Work to be completed:
Copy exactly, please, each line of the data below until the line that contains "the line. A" has been copied, beginning at the top.

Content starts

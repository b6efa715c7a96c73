//! Contact span repair.
//!
//! Kerning-justified PDFs often come out of the merger with a space between
//! every glyph of an email address, a profile URL or a phone number. Each span
//! class is matched with a pattern that tolerates horizontal whitespace
//! between glyphs, and every space or tab inside a match is removed. Text
//! outside the matches is never touched.
//!
//! Span classes are repaired in a fixed order: emails, URLs, the word
//! `linkedin`, phone numbers, then letter-spaced capitals. Patterns only
//! accept spaces and tabs, so a span never crosses a line break.

use lazy_static::lazy_static;
use regex::Regex;

/// Horizontal whitespace allowed between glyphs.
const H: &str = r"[ \t]";

/// Characters of the local part of an email address.
const LOCAL: &str = r"[a-z0-9._%+\-]";

/// Characters of a host name label.
const LABEL: &str = r"[a-z0-9\-]";

/// Characters of a URL path segment.
const PATH: &str = r"[^\s|/]";

/// A letter-spaced run (`j o h n`) or a solid token (`john`), over `class`.
///
/// The letter-spaced form is tried first and needs at least two glyphs.
fn token(class: &str) -> String {
    format!("(?:{class}(?:{H}{class})+|{class}+)")
}

/// A dotted host name: `example . c o m`.
fn host() -> String {
    let label = token(LABEL);
    format!("{label}(?:{H}*\\.{H}*{label})+")
}

/// One `/` of a URL path and the segment after it.
///
/// A letter-spaced segment is only taken when it is followed by another `/`,
/// or, with three or more glyphs, by whitespace or the end of the line. A
/// single glyph such as the `a` in `/a and more` therefore never pulls in
/// the next word.
fn path_element() -> String {
    let next_glyph = format!("(?:{H}{PATH})");
    format!(
        r"{H}*/(?:{H}*{PATH}{next_glyph}+{H}*/)*(?:{H}*(?:{PATH}{next_glyph}{{2,}}(?:[ \t\r]|(?m:$))|{PATH}+))?"
    )
}

/// Keyword whose letters may be separated by horizontal whitespace.
fn spaced(word: &str) -> String {
    let letters: Vec<String> = word.chars().map(|c| c.to_string()).collect();
    letters.join(&format!("{H}*"))
}

lazy_static! {
    static ref RE_EMAIL: Regex = Regex::new(&format!(
        r"(?i)\b{local}{H}*@{H}*{host}\b",
        local = token(LOCAL),
        host = host(),
    ))
    .unwrap();

    /// Scheme URLs: `h t t p s : / / host/path`
    static ref RE_URL_SCHEME: Regex = Regex::new(&format!(
        r"(?i)\b{http}(?:{H}*s)?{H}*:{H}*/{H}*/{H}*{host}(?:{path})*",
        http = spaced("http"),
        host = host(),
        path = path_element(),
    ))
    .unwrap();

    /// Bare URLs with a path: `linkedin . com / in / jane`
    static ref RE_URL_BARE: Regex = Regex::new(&format!(
        r"(?i)\b{label}(?:{H}*\.{H}*{label})*{H}*\.{H}*(?:{com}|{org}|{net}|{io})(?:{path})+",
        label = token(LABEL),
        com = spaced("com"),
        org = spaced("org"),
        net = spaced("net"),
        io = spaced("io"),
        path = path_element(),
    ))
    .unwrap();

    static ref RE_LINKEDIN: Regex =
        Regex::new(&format!(r"(?i)\b{}\b", spaced("linkedin"))).unwrap();

    /// Optional `+`, then seven or more digits with single space or hyphen separators
    static ref RE_PHONE: Regex = Regex::new(r"\+?\d(?:[ \-]?\d){6,}").unwrap();

    /// Three or more single capitals separated by single spaces
    static ref RE_SPACED_CAPS: Regex = Regex::new(r"\b[A-Z](?: [A-Z]){2,}\b").unwrap();
}

/// Remove every space and tab inside each match of `pattern`.
///
/// Whitespace that ends a match marks the span boundary and is kept.
fn despace_spans(text: &str, pattern: &Regex) -> String {
    pattern
        .replace_all(text, |caps: &regex::Captures<'_>| {
            let span = &caps[0];
            let body = span.trim_end_matches(&[' ', '\t', '\r'][..]);
            let mut repaired: String = body.chars().filter(|c| *c != ' ' && *c != '\t').collect();
            repaired.push_str(&span[body.len()..]);
            repaired
        })
        .into_owned()
}

/// Repair letter-spaced emails, URLs, phone numbers and capitals.
///
/// Running the function on its own output changes nothing.
///
/// # Examples
///
/// ```
/// use pdf_salvage::text::normalize_contacts;
///
/// assert_eq!(
///     normalize_contacts("j o h n @ e x a m p l e . c o m"),
///     "john@example.com"
/// );
/// assert_eq!(normalize_contacts("Tel: +1 555 123 4567"), "Tel: +15551234567");
/// ```
pub fn normalize_contacts(text: &str) -> String {
    let text = despace_spans(text, &RE_EMAIL);
    let text = despace_spans(&text, &RE_URL_SCHEME);
    let text = despace_spans(&text, &RE_URL_BARE);
    let text = despace_spans(&text, &RE_LINKEDIN);
    let text = despace_spans(&text, &RE_PHONE);
    despace_spans(&text, &RE_SPACED_CAPS)
}
//! Chunk merging.
//!
//! Joins decoded show-operator strings into running text. Content streams
//! often split a word across several operators without a space glyph, and
//! ATS-style CVs frequently render one letter per operator. Without glyph
//! widths the merger relies on one rule: a chunk that is a single character
//! glues onto whatever follows it. Everything else is separated by one space.
//!
//! The rule over-merges genuinely separate one-letter words ("a I" becomes
//! "aI"). That output shape is kept as is.

use lazy_static::lazy_static;
use regex::Regex;

lazy_static! {
    /// Two or more horizontal whitespace characters
    static ref RE_HSPACE_RUN: Regex = Regex::new(r"[ \t]{2,}").unwrap();

    /// Three or more consecutive newlines
    static ref RE_MULTI_NEWLINE: Regex = Regex::new(r"\n{3,}").unwrap();

    /// Three or more 1-3 letter words separated by whitespace
    static ref RE_SHORT_WORD_RUN: Regex =
        Regex::new(r"(?:(?:\b[A-Za-z]{1,3}\b\s+){2,}\b[A-Za-z]{1,3}\b)").unwrap();
}

/// Merges ordered text chunks into continuous text.
#[derive(Debug, Clone, Default)]
pub struct ChunkMerger {
    collapse_short_word_runs: bool,
}

impl ChunkMerger {
    /// Create a merger with only the core joining rules.
    pub fn new() -> Self {
        Self {
            collapse_short_word_runs: false,
        }
    }

    /// Also collapse runs of short words after whitespace normalization.
    pub fn with_collapse_short_word_runs(mut self, enable: bool) -> Self {
        self.collapse_short_word_runs = enable;
        self
    }

    /// Merge chunks in the order given.
    ///
    /// # Examples
    ///
    /// ```
    /// use pdf_salvage::text::ChunkMerger;
    ///
    /// let merger = ChunkMerger::new();
    /// assert_eq!(merger.merge(["J", "ohn", "Doe"]), "John Doe");
    /// ```
    pub fn merge<I, S>(&self, chunks: I) -> String
    where
        I: IntoIterator<Item = S>,
        S: AsRef<str>,
    {
        let mut out: Vec<String> = Vec::new();
        // Last emitted chunk; after a glue this is the whole glued entry
        let mut prev = String::new();

        for chunk in chunks {
            let current = chunk.as_ref().trim();
            if current.is_empty() {
                continue;
            }

            if prev.chars().count() == 1 {
                // A lone glyph continues into the next chunk, whatever its length
                if let Some(last) = out.last_mut() {
                    last.push_str(current);
                    prev = last.clone();
                    continue;
                }
            }

            let needs_space = !prev.is_empty()
                && !prev.ends_with([' ', '\n'])
                && !current.starts_with(['\n', ' ']);

            if needs_space {
                out.push(format!(" {}", current));
            } else {
                out.push(current.to_string());
            }
            prev = current.to_string();
        }

        let text = out.concat();
        let text = normalize_spacing(&text);

        if self.collapse_short_word_runs {
            collapse_short_word_runs(&text)
        } else {
            text
        }
    }
}

/// Merge chunks with the default merger.
pub fn merge_chunks<I, S>(chunks: I) -> String
where
    I: IntoIterator<Item = S>,
    S: AsRef<str>,
{
    ChunkMerger::new().merge(chunks)
}

/// Collapse horizontal whitespace runs to one space and 3+ newlines to a
/// paragraph break.
pub fn normalize_spacing(text: &str) -> String {
    let text = RE_HSPACE_RUN.replace_all(text, " ");
    RE_MULTI_NEWLINE.replace_all(&text, "\n\n").into_owned()
}

/// Concatenate runs of three or more 1-3 letter words.
///
/// Recovers letter-spaced headings such as `S K I L L S`, at the cost of
/// gluing genuine short-word phrases (`I am a dev`).
pub fn collapse_short_word_runs(text: &str) -> String {
    RE_SHORT_WORD_RUN
        .replace_all(text, |caps: &regex::Captures<'_>| caps[0].replace(' ', ""))
        .into_owned()
}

Content ends

Response to this exercise:
repository b6efa715c7a96c73
//! Contact span repair.
//!
//! Kerning-justified PDFs often come out of the merger with a space between
//! every glyph of an email address, a profile URL or a phone number. Each span
//! class is matched with a pattern that tolerates horizontal whitespace
//! between glyphs, and every space or tab inside a match is removed. Text
//! outside the matches is never touched.
//!
//! Span classes are repaired in a fixed order: emails, URLs, the word
//! `linkedin`, phone numbers, then letter-spaced capitals. Patterns only
//! accept spaces and tabs, so a span never crosses a line break.

use lazy_static::lazy_static;
use regex::Regex;

/// Horizontal whitespace allowed between glyphs.
const H: &str = r"[ \t]";

/// Characters of the local part of an email address.
const LOCAL: &str = r"[a-z0-9._%+\-]";

/// Characters of a host name label.
const LABEL: &str = r"[a-z0-9\-]";

/// Characters of a URL path segment.
const PATH: &str = r"[^\s|/]";

/// A letter-spaced run (`j o h n`) or a solid token (`john`), over `class`.
///
/// The letter-spaced form is tried first and needs at least two glyphs.
fn token(class: &str) -> String {
    format!("(?:{class}(?:{H}{class})+|{class}+)")
}

/// A dotted host name: `example . c o m`.
fn host() -> String {
    let label = token(LABEL);
    format!("{label}(?:{H}*\\.{H}*{label})+")
}

/// One `/` of a URL path and the segment after it.
///
/// A letter-spaced segment is only taken when it is followed by another `/`,
/// or, with three or more glyphs, by whitespace or the end of the line. A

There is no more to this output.